Ring-like oligomers of synaptotagmin-1 involved in calcium regulated neuroexocytosis

O. BELLO; O. JOUANNOT; A. CHAUDHURI; E. STROEVA; J. COLEMAN; J. ROTHMAN; S. S. KRISHNAKUMAR

Washington, DC

Congreso; SNF Neuroscience 2017, Annual Meeting; 2017

Society for Neuroscience

Synchronized rapid release of neurotransmitters at the synapse is a highly orchestrated cellular process. This involves maintaining a pool of synaptic vesicles containing neurotransmitters docked at the pre-synaptic membrane, ready to fuse and release their contents upon the influx of calcium following an action potential. The synaptic vesicle protein, Synaptotagmin-1 (Syt1) is a central component of this coordinated processes, including preventing the spontaneous fusion of vesicles in absence of the appropriate cue. However, the underlying molecular mechanism is still unclear. Here using negative stain electron microscopy combined with targeted mutations, and a functional exocytosis assay, we propose a simple and novel mechanism wherein Syt1 ring-like oligomer act as reversible washer/spacer to synchronize neurotransmitter release to calcium influx. This is prompted by our recent finding that Syt1 assembles into calcium-sensitive ring-like oligomeric structures on lipid monolayers under physiologically relevant conditions. The ring assembly is an intrinsic property of Syt1 and is also a general and conserved structural aspect of many C2 domain proteins.
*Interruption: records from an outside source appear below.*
//! External collaborators
//!
//! The engine never computes canonical values or diffs itself: it delegates to
//! a [`Canonicalizer`] and a [`DiffTool`]. Production runs use external programs
//! ([`ProcessCanonicalizer`], [`ProcessDiffTool`]); the in-process
//! [`TextDiffTool`] honours the same contract.

mod canonicalizer;
mod diff;
mod preprocess;

pub use canonicalizer::{CanonicalDump, ProcessCanonicalizer, ERROR_MARKER};
pub use diff::{DiffOutcome, ProcessDiffTool, TextDiffTool};
pub use preprocess::ProcessPreprocessor;

use std::path::{Path, PathBuf};

use crate::{Error, Result};

/// Resolves a key name to its authoritative dump.
pub trait Canonicalizer: Send + Sync {
    /// Short description used in logs.
    fn describe(&self) -> String;

    /// Dump `key`. A dump carrying the `Error` marker is `Ok` with
    /// `failed = true`; `Err` is reserved for the tool not running at all.
    fn canonicalize(&self, key: &str) -> Result<CanonicalDump>;
}

/// Compares two normalized texts.
pub trait DiffTool: Send + Sync {
    fn describe(&self) -> String;

    /// `Err(DiffToolInternalFailure)` when the tool itself breaks.
    fn diff(&self, left: &[String], right: &[String]) -> Result<DiffOutcome>;
}

/// Expands a compiled source into plain lines before extraction.
pub trait Preprocessor: Send + Sync {
    fn describe(&self) -> String;

    fn preprocess(&self, path: &Path) -> Result<Vec<String>>;
}

/// Locate `program` on PATH (or as a direct path) before any work starts.
pub fn ensure_available(role: &str, program: &str) -> Result<PathBuf> {
    which::which(program).map_err(|_| Error::CollaboratorMissing {
        role: role.to_string(),
        program: program.to_string(),
    })
}

/// Split raw output bytes into lines without terminators.
pub(crate) fn output_lines(bytes: &[u8]) -> Vec<String> {
    String::from_utf8_lossy(bytes)
        .lines()
        .map(|l| l.strip_suffix('\r').unwrap_or(l).to_string())
        .collect()
}

#[cfg(test)]
mod tests {
    use super::*;

    #[test]
    fn test_missing_program_reported() {
        let err = ensure_available("canonicalizer", "keycheck-no-such-tool-xyz").unwrap_err();
        assert!(matches!(err, Error::CollaboratorMissing { .. }));
        assert!(err.to_string().contains("keycheck-no-such-tool-xyz"));
    }

    #[test]
    fn test_output_lines_strips_crlf() {
        assert_eq!(output_lines(b"a\r\nb\n"), vec!["a", "b"]);
    }
}
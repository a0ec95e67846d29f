//! Run orchestration
//!
//! [`CheckEngine`] owns the collaborators and drives every file of a run:
//! read, extract, reconcile each key, record. Keys of one file can be
//! reconciled on a bounded pool of scoped threads; records always keep
//! extraction order.

use std::collections::HashSet;
use std::path::{Path, PathBuf};
use std::sync::atomic::{AtomicBool, AtomicUsize, Ordering};
use std::sync::mpsc;
use std::thread;

use keycheck_blocks::{ConfigSource, Dialect, ExtractRules, KeyBlock, NormalizeRules, extract_blocks};

use crate::collaborator::{
    Canonicalizer, DiffTool, Preprocessor, ProcessCanonicalizer, ProcessDiffTool,
    ProcessPreprocessor, TextDiffTool, ensure_available,
};
use crate::config::{BUILTIN_DIFF, DuplicatePolicy, KeycheckConfig};
use crate::reconcile::{KeyOutcome, KeyReconciler};
use crate::report::{ComparisonRecord, FileStatus, KeyStatus, Report};
use crate::{Error, Result};

/// Result of checking one source file.
#[derive(Debug, Clone)]
pub struct FileCheck {
    pub path: PathBuf,
    pub dialect: Dialect,
    pub report: Report,
}

impl FileCheck {
    pub fn keys(&self) -> usize {
        self.report.len()
    }

    /// `FILE_UNCHANGED` iff every key is unchanged. A file without keys is unchanged.
    pub fn status(&self) -> FileStatus {
        if self.report.count_status(KeyStatus::Unchanged) == self.report.len() {
            FileStatus::Unchanged
        } else {
            FileStatus::Updated
        }
    }
}

/// A source visited during a run.
#[derive(Debug, Clone, PartialEq, Eq)]
pub struct CheckedSource {
    pub path: PathBuf,
    pub dialect: Dialect,
    pub keys: usize,
}

/// Result of checking a file or a directory tree.
#[derive(Debug, Clone)]
pub struct CheckRun {
    pub sources: Vec<CheckedSource>,
    pub report: Report,
}

/// Drives reconciliation over sources.
pub struct CheckEngine {
    config: KeycheckConfig,
    canonicalizer: Box<dyn Canonicalizer>,
    diff: Box<dyn DiffTool>,
    preprocessor: Option<Box<dyn Preprocessor>>,
    extract_rules: ExtractRules,
    normalize_rules: NormalizeRules,
}

impl CheckEngine {
    /// Build an engine with the external programs named in `config`.
    ///
    /// Every program is located before any file is read; a missing one is a
    /// [`Error::CollaboratorMissing`].
    pub fn from_config(config: KeycheckConfig) -> Result<Self> {
        ensure_available("canonicalizer", &config.canonicalizer.program)?;
        let canonicalizer = Box::new(ProcessCanonicalizer::new(config.canonicalizer.clone()));

        let diff: Box<dyn DiffTool> = if config.diff.program == BUILTIN_DIFF {
            Box::new(TextDiffTool)
        } else {
            ensure_available("diff tool", &config.diff.program)?;
            Box::new(ProcessDiffTool::new(config.diff.clone()))
        };

        let preprocessor = match &config.preprocessor {
            Some(spec) => {
                ensure_available("preprocessor", &spec.program)?;
                Some(Box::new(ProcessPreprocessor::new(spec.clone())) as Box<dyn Preprocessor>)
            }
            None => None,
        };

        let mut engine = Self::with_collaborators(config, canonicalizer, diff);
        engine.preprocessor = preprocessor;
        Ok(engine)
    }

    /// Build an engine around caller-supplied collaborators.
    pub fn with_collaborators(
        config: KeycheckConfig,
        canonicalizer: Box<dyn Canonicalizer>,
        diff: Box<dyn DiffTool>,
    ) -> Self {
        tracing::debug!(
            "Using canonicalizer {} and diff tool {}",
            canonicalizer.describe(),
            diff.describe()
        );
        Self {
            extract_rules: config.extract_rules(),
            normalize_rules: config.normalize_rules(),
            config,
            canonicalizer,
            diff,
            preprocessor: None,
        }
    }

    pub fn with_preprocessor(mut self, preprocessor: Box<dyn Preprocessor>) -> Self {
        self.preprocessor = Some(preprocessor);
        self
    }

    pub fn config(&self) -> &KeycheckConfig {
        &self.config
    }

    /// Check a single file or every source below a directory.
    pub fn check_path(&self, path: &Path) -> Result<CheckRun> {
        if path.is_file() {
            let check = self.check_file(path)?;
            return Ok(CheckRun {
                sources: vec![CheckedSource {
                    path: check.path.clone(),
                    dialect: check.dialect,
                    keys: check.keys(),
                }],
                report: check.report,
            });
        }
        if !path.is_dir() {
            return Err(Error::SourceUnavailable {
                path: path.to_path_buf(),
                reason: "no such file or directory".to_string(),
            });
        }
        self.check_dir(path)
    }

    /// Check every source below `root`, in sorted path order.
    pub fn check_dir(&self, root: &Path) -> Result<CheckRun> {
        let files = keycheck_fs::discover_files(root, &self.config.extensions())?;
        tracing::info!("Found {} source file(s) under {:?}", files.len(), root);

        let mut run = CheckRun {
            sources: Vec::with_capacity(files.len()),
            report: Report::new(),
        };
        for file in files {
            let check = self.check_file(&file)?;
            run.sources.push(CheckedSource {
                path: check.path,
                dialect: check.dialect,
                keys: check.report.len(),
            });
            run.report.merge(check.report);
        }
        Ok(run)
    }

    /// Check one source file.
    pub fn check_file(&self, path: &Path) -> Result<FileCheck> {
        let dialect = self
            .config
            .dialect_of(path)
            .ok_or_else(|| Error::UnsupportedSource {
                path: path.to_path_buf(),
            })?;

        let source = self.read_source(path, dialect)?;
        let blocks = extract_blocks(&source, &self.extract_rules)?;
        self.check_duplicates(path, &blocks)?;

        let outcomes = self.reconcile_all(&blocks)?;

        let dir = path
            .parent()
            .map(|p| p.display().to_string())
            .unwrap_or_default();
        let file = source.file_name();

        let mut report = Report::new();
        for (block, outcome) in blocks.into_iter().zip(outcomes) {
            report.push(ComparisonRecord {
                path: dir.clone(),
                file: file.clone(),
                key: block.key,
                status: outcome.status,
                detail: outcome.detail,
            });
        }

        tracing::info!("Checked {:?}: {} key(s)", path, report.len());
        Ok(FileCheck {
            path: path.to_path_buf(),
            dialect,
            report,
        })
    }

    fn read_source(&self, path: &Path, dialect: Dialect) -> Result<ConfigSource> {
        match (&self.preprocessor, dialect) {
            (Some(pre), Dialect::Compiled) => {
                if !path.is_file() {
                    return Err(Error::SourceUnavailable {
                        path: path.to_path_buf(),
                        reason: "no such file".to_string(),
                    });
                }
                tracing::debug!("Preprocessing {:?} with {}", path, pre.describe());
                let lines = pre.preprocess(path)?;
                Ok(ConfigSource::from_lines(path, dialect, lines))
            }
            _ => Ok(ConfigSource::read(path, dialect)?),
        }
    }

    fn check_duplicates(&self, path: &Path, blocks: &[KeyBlock]) -> Result<()> {
        let mut seen = HashSet::new();
        for block in blocks {
            if seen.insert(block.key.as_str()) {
                continue;
            }
            match self.config.run.duplicate_keys {
                DuplicatePolicy::Reject => {
                    return Err(Error::DuplicateKey {
                        key: block.key.clone(),
                        path: path.to_path_buf(),
                    });
                }
                DuplicatePolicy::Keep => {
                    tracing::warn!(
                        "Key {} appears more than once in {:?}; each occurrence is checked",
                        block.key,
                        path
                    );
                }
            }
        }
        Ok(())
    }

    fn reconcile_all(&self, blocks: &[KeyBlock]) -> Result<Vec<KeyOutcome>> {
        let reconciler = KeyReconciler::new(
            self.canonicalizer.as_ref(),
            self.diff.as_ref(),
            &self.normalize_rules,
        );

        let jobs = self.config.run.jobs.min(blocks.len());
        if jobs <= 1 {
            return blocks.iter().map(|b| reconciler.reconcile(b)).collect();
        }
        reconcile_parallel(reconciler, blocks, jobs)
    }
}

/// Reconcile `blocks` on `jobs` scoped workers.
///
/// Workers claim the next unclaimed index; the first failure raises the stop
/// flag so no new key is started. Calls already running finish normally.
fn reconcile_parallel(
    reconciler: KeyReconciler<'_>,
    blocks: &[KeyBlock],
    jobs: usize,
) -> Result<Vec<KeyOutcome>> {
    let next = AtomicUsize::new(0);
    let stop = AtomicBool::new(false);
    let (tx, rx) = mpsc::channel::<(usize, Result<KeyOutcome>)>();

    thread::scope(|scope| {
        for _ in 0..jobs {
            let tx = tx.clone();
            let next = &next;
            let stop = &stop;
            scope.spawn(move || {
                while !stop.load(Ordering::SeqCst) {
                    let idx = next.fetch_add(1, Ordering::SeqCst);
                    let Some(block) = blocks.get(idx) else {
                        break;
                    };
                    let result = reconciler.reconcile(block);
                    if result.is_err() {
                        stop.store(true, Ordering::SeqCst);
                    }
                    if tx.send((idx, result)).is_err() {
                        break;
                    }
                }
            });
        }
    });
    drop(tx);

    let mut slots: Vec<Option<KeyOutcome>> = vec![None; blocks.len()];
    let mut failure: Option<(usize, Error)> = None;
    for (idx, result) in rx {
        match result {
            Ok(outcome) => slots[idx] = Some(outcome),
            Err(e) => {
                // Report the failure of the earliest key
                if failure.as_ref().is_none_or(|(first, _)| idx < *first) {
                    failure = Some((idx, e));
                }
            }
        }
    }

    if let Some((idx, e)) = failure {
        tracing::debug!("Stopping run: key #{} failed", idx);
        return Err(e);
    }
    Ok(slots.into_iter().flatten().collect())
}
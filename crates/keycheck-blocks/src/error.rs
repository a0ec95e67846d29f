//! Error types for keycheck-blocks

use std::path::PathBuf;

pub type Result<T> = std::result::Result<T, Error>;

#[derive(Debug, thiserror::Error)]
pub enum Error {
    #[error("Source unavailable: {path}: {source}")]
    SourceUnavailable {
        path: PathBuf,
        #[source]
        source: keycheck_fs::Error,
    },

    #[error("Invalid naming pattern '{pattern}': {message}")]
    InvalidPattern { pattern: String, message: String },
}
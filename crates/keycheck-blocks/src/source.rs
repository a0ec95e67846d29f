//! Configuration sources and their dialects

use std::fmt;
use std::path::{Path, PathBuf};

use serde::{Deserialize, Serialize};

use crate::{Error, Result};

/// The textual format of a configuration source.
#[derive(Debug, Clone, Copy, PartialEq, Eq, Hash, Serialize, Deserialize)]
#[serde(rename_all = "snake_case")]
pub enum Dialect {
    /// `[NAME]` ... `\` blocks written directly.
    KeyBlock,
    /// Preprocessed file holding a single key named after the file.
    Compiled,
}

impl fmt::Display for Dialect {
    fn fmt(&self, f: &mut fmt::Formatter<'_>) -> fmt::Result {
        match self {
            Self::KeyBlock => write!(f, "key-block"),
            Self::Compiled => write!(f, "compiled"),
        }
    }
}

/// A configuration source read into memory.
#[derive(Debug, Clone, PartialEq, Eq)]
pub struct ConfigSource {
    origin: PathBuf,
    dialect: Dialect,
    lines: Vec<String>,
}

impl ConfigSource {
    /// Read a source file from disk.
    pub fn read(path: &Path, dialect: Dialect) -> Result<Self> {
        let lines =
            keycheck_fs::io::read_lines(path).map_err(|source| Error::SourceUnavailable {
                path: path.to_path_buf(),
                source,
            })?;
        Ok(Self::from_lines(path, dialect, lines))
    }

    /// Build a source from lines already in memory (preprocessor output, tests).
    pub fn from_lines(origin: impl Into<PathBuf>, dialect: Dialect, lines: Vec<String>) -> Self {
        Self {
            origin: origin.into(),
            dialect,
            lines,
        }
    }

    pub fn origin(&self) -> &Path {
        &self.origin
    }

    pub fn dialect(&self) -> Dialect {
        self.dialect
    }

    pub fn lines(&self) -> &[String] {
        &self.lines
    }

    /// File name of the origin, lossily converted.
    pub fn file_name(&self) -> String {
        self.origin
            .file_name()
            .map(|n| n.to_string_lossy().into_owned())
            .unwrap_or_default()
    }
}
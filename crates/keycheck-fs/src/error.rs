//! Error types for keycheck-fs

use std::path::PathBuf;

/// Result type for keycheck-fs operations
pub type Result<T> = std::result::Result<T, Error>;

/// Errors that can occur in keycheck-fs operations
#[derive(Debug, thiserror::Error)]
pub enum Error {
    #[error("I/O error at {path}: {source}")]
    Io {
        path: PathBuf,
        #[source]
        source: std::io::Error,
    },

    #[error("Cannot walk {path}: {message}")]
    Walk { path: PathBuf, message: String },

    #[error("Lock acquisition failed for {path}")]
    LockFailed { path: PathBuf },
}

impl Error {
    pub fn io(path: impl Into<PathBuf>, source: std::io::Error) -> Self {
        Self::Io {
            path: path.into(),
            source,
        }
    }
}
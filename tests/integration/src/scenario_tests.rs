//! End-to-end reconciliation scenarios with process-backed collaborators.
//!
//! The canonicalizer is a shell script answering from dump files, so these
//! tests only run on unix hosts.

#![cfg(unix)]

use keycheck_core::{CheckEngine, CommandSpec, FileStatus, KeyStatus, KeycheckConfig};
use keycheck_test_utils::SourceTree;
use pretty_assertions::assert_eq;

fn config_with(tree: &SourceTree, dumps: &[(&str, &str)], diff: CommandSpec) -> KeycheckConfig {
    let script = tree.install_canonicalizer_script(dumps);
    KeycheckConfig {
        canonicalizer: CommandSpec::new(script.display().to_string(), &[]),
        diff,
        ..KeycheckConfig::default()
    }
}

fn builtin() -> CommandSpec {
    CommandSpec::new("builtin", &[])
}

fn status_of(tree: &SourceTree, config: KeycheckConfig, file: &str) -> KeyStatus {
    let check = CheckEngine::from_config(config)
        .unwrap()
        .check_file(&tree.path(file))
        .unwrap();
    assert_eq!(check.keys(), 1);
    check.report.records()[0].status
}

#[test]
fn scenario_alpha_unchanged() {
    let tree = SourceTree::new();
    tree.file("alpha.cfg", "[ALPHA]\nfield1=10\n\\\n");
    let config = config_with(&tree, &[("ALPHA", "[ALPHA]\nfield1=10\n\\\n")], builtin());

    assert_eq!(status_of(&tree, config, "alpha.cfg"), KeyStatus::Unchanged);
}

#[test]
fn scenario_beta_updated() {
    let tree = SourceTree::new();
    tree.file("beta.cfg", "[BETA]\nfield1=10\n\\\n");
    let config = config_with(&tree, &[("BETA", "[BETA]\nfield1=20\n\\\n")], builtin());

    assert_eq!(status_of(&tree, config, "beta.cfg"), KeyStatus::Updated);
}

#[test]
fn scenario_gamma_empty_key_unknown_to_canonicalizer() {
    let tree = SourceTree::new();
    tree.file("gamma.cfg", "[GAMMA]\n\\\n");
    let config = config_with(&tree, &[], builtin());

    assert_eq!(status_of(&tree, config, "gamma.cfg"), KeyStatus::Unchanged);
}

#[test]
fn scenario_delta_content_unknown_to_canonicalizer() {
    let tree = SourceTree::new();
    tree.file("delta.cfg", "[DELTA]\nfield1=1\n\\\n");
    let config = config_with(&tree, &[], builtin());

    assert_eq!(status_of(&tree, config, "delta.cfg"), KeyStatus::Error);
}

#[test]
fn scenario_epsilon_key_in_two_files() {
    let tree = SourceTree::new();
    tree.file("one.cfg", "[EPSILON]\nv=1\n\\\n");
    tree.file("two.cfg", "[EPSILON]\nv=1\n\\\n[OTHER]\n\\\n");
    let config = config_with(&tree, &[("EPSILON", "[EPSILON]\nv=1\n\\\n")], builtin());

    let run = CheckEngine::from_config(config)
        .unwrap()
        .check_path(tree.root())
        .unwrap();
    let rows = run.report.finalize();

    let epsilon: Vec<_> = rows.iter().filter(|r| r.key == "EPSILON").collect();
    assert_eq!(epsilon.len(), 2);
    for row in epsilon {
        assert_eq!(row.key_occurrence_count, 2);
        assert_eq!(row.sibling_files_for_key, "one.cfg,two.cfg");
        assert_eq!(row.file_aggregate_status, FileStatus::Unchanged);
    }
}

#[test]
fn scenario_compiled_source_named_key() {
    let tree = SourceTree::new();
    tree.file("tables/site_ROUTING_MAIN_TBL.cpl", "\\host=\nalpha\n");
    let config = config_with(
        &tree,
        &[("ROUTING.MAIN.TBL", "[ROUTING.MAIN.TBL]\n\\host=alpha\n\\\n")],
        builtin(),
    );

    let run = CheckEngine::from_config(config)
        .unwrap()
        .check_path(tree.root())
        .unwrap();
    let records = run.report.records();
    assert_eq!(records.len(), 1);
    assert_eq!(records[0].key, "ROUTING.MAIN.TBL");
    assert_eq!(records[0].status, KeyStatus::Unchanged);
}

#[test]
fn scenario_compiled_source_name_mismatch() {
    let tree = SourceTree::new();
    tree.file("readme_table.cpl", "x=1\n");
    let config = config_with(&tree, &[], builtin());

    let run = CheckEngine::from_config(config)
        .unwrap()
        .check_path(tree.root())
        .unwrap();
    assert_eq!(run.sources.len(), 1);
    assert!(run.report.finalize().is_empty());
}

#[test]
fn scenario_external_diff_tool() {
    if which::which("diff").is_err() {
        eprintln!("diff not installed, skipping");
        return;
    }

    let tree = SourceTree::new();
    tree.file("a.cfg", "[ALPHA]\nx=1\n\\\n[BETA]\nx=1\n\\\n");
    let config = config_with(
        &tree,
        &[("ALPHA", "[ALPHA]\nx=1\n\\\n"), ("BETA", "[BETA]\nx=2\n\\\n")],
        CommandSpec::new("diff", &["-u"]),
    );

    let check = CheckEngine::from_config(config)
        .unwrap()
        .check_file(&tree.path("a.cfg"))
        .unwrap();
    let statuses: Vec<KeyStatus> = check.report.records().iter().map(|r| r.status).collect();
    assert_eq!(statuses, vec![KeyStatus::Unchanged, KeyStatus::Updated]);
    assert!(check.report.records()[1].detail.as_deref().unwrap().contains("+x=2"));
}

#[test]
fn scenario_diff_tool_writing_to_stderr_is_fatal() {
    let tree = SourceTree::new();
    tree.file("a.cfg", "[ALPHA]\nx=1\n\\\n");
    // `sh -c '...' left right` prints to stderr only
    let config = config_with(
        &tree,
        &[("ALPHA", "[ALPHA]\nx=1\n\\\n")],
        CommandSpec::new("sh", &["-c", "echo broken >&2"]),
    );

    let err = CheckEngine::from_config(config)
        .unwrap()
        .check_file(&tree.path("a.cfg"))
        .unwrap_err();
    assert!(matches!(err, keycheck_core::Error::DiffToolInternalFailure { ref stderr, .. } if stderr == "broken"));
}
Underscoring the physiological relevancy, both the Syt1 ring assembly and its rapid disruption by calcium involve the well-established functional surfaces on the C2B domain that are important for synaptic transmission. Significantly, we find that mutations in Syt1 that specifically alter the ring oligomer formation results in dysregulation neuroexocytosis, specifically the spontaneous release in PC12 cells in support of our "washer" model.